• WHAT IS EXPECTED: Give back, unchanged, the lines from the one containing "-> Result<Value, AppError>" to the end of the listing, inclusive of both.

• DATA:
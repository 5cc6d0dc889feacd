// src/routes/study.rs

use axum::extract::State;
use axum::Json;
use bytes::Bytes;
use serde::{Deserialize, Serialize};
use serde_json::Value;

use super::parse_body;
use crate::ai::model::{Degradation, Flashcard, QuizQuestion, StudyInsights};
use crate::auth::AuthUser;
use crate::error::AppError;
use crate::AppState;

/// Upper bound on generated items per request.
const MAX_ITEMS: u32 = 30;

#[derive(Deserialize)]
struct QuizRequest {
    subject: String,
    topic: String,
    #[serde(default = "default_difficulty")]
    difficulty: u8,
    #[serde(default = "default_count")]
    num_questions: u32,
}

#[derive(Deserialize)]
struct FlashcardRequest {
    content: String,
    subject: String,
    #[serde(default = "default_count")]
    num_cards: u32,
}

#[derive(Deserialize)]
struct InsightsRequest {
    #[serde(default)]
    sessions: Vec<Value>,
    #[serde(default)]
    quiz_scores: Vec<Value>,
}

#[derive(Serialize)]
pub struct InsightsResponse {
    #[serde(flatten)]
    pub insights: StudyInsights,
    pub degraded: Option<Degradation>,
}

fn default_difficulty() -> u8 {
    3
}

fn default_count() -> u32 {
    10
}

fn check_count(count: u32) -> Result<u32, AppError> {
    if (1..=MAX_ITEMS).contains(&count) {
        Ok(count)
    } else {
        Err(AppError::BadRequest(format!("count must be between 1 and {MAX_ITEMS}")))
    }
}

/// POST /study/quiz
pub async fn quiz(
    State(state): State<AppState>,
    _user: AuthUser,
    body: Bytes,
) -> Result<Json<Value>, AppError> {
    let request: QuizRequest = parse_body(&body)?;
    let count = check_count(request.num_questions)?;

    let outcome = state
        .tutor
        .generate_quiz(&request.subject, &request.topic, request.difficulty, count)
        .await;
    Ok(Json(list_body::<QuizQuestion>("questions", outcome.value, outcome.degraded)?))
}

/// POST /study/flashcards
pub async fn flashcards(
    State(state): State<AppState>,
    _user: AuthUser,
    body: Bytes,
) -> Result<Json<Value>, AppError> {
    let request: FlashcardRequest = parse_body(&body)?;
    let count = check_count(request.num_cards)?;
    if request.content.trim().is_empty() {
        return Err(AppError::BadRequest("content must not be empty".to_string()));
    }

    let outcome = state
        .tutor
        .generate_flashcards(&request.content, &request.subject, count)
        .await;
    Ok(Json(list_body::<Flashcard>("flashcards", outcome.value, outcome.degraded)?))
}

/// POST /study/insights
pub async fn insights(
    State(state): State<AppState>,
    _user: AuthUser,
    body: Bytes,
) -> Result<Json<InsightsResponse>, AppError> {
    let request: InsightsRequest = parse_body(&body)?;

    let outcome = state
        .tutor
        .analyze_study_pattern(&request.sessions, &request.quiz_scores)
        .await;
    Ok(Json(InsightsResponse {
        insights: outcome.value,
        degraded: outcome.degraded,
    }))
}

fn list_body<T: serde::Serialize>(
    field: &str,
    items: Vec<T>,
    degraded: Option<Degradation>,
) -> Result<Value, AppError> {
    let mut body = serde_json::Map::new();
    body.insert(field.to_string(), serde_json::to_value(items).map_err(|e| AppError::Internal(e.into()))?);
    body.insert(
        "degraded".to_string(),
        serde_json::to_value(degraded).map_err(|e| AppError::Internal(e.into()))?,
    );
    Ok(Value::Object(body))
}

• OUTPUT:
) -> Result<Value, AppError> {
    let mut body = serde_json::Map::new();
    body.insert(field.to_string(), serde_json::to_value(items).map_err(|e| AppError::Internal(e.into()))?);
    body.insert(
        "degraded".to_string(),
        serde_json::to_value(degraded).map_err(|e| AppError::Internal(e.into()))?,
    );
    Ok(Value::Object(body))
}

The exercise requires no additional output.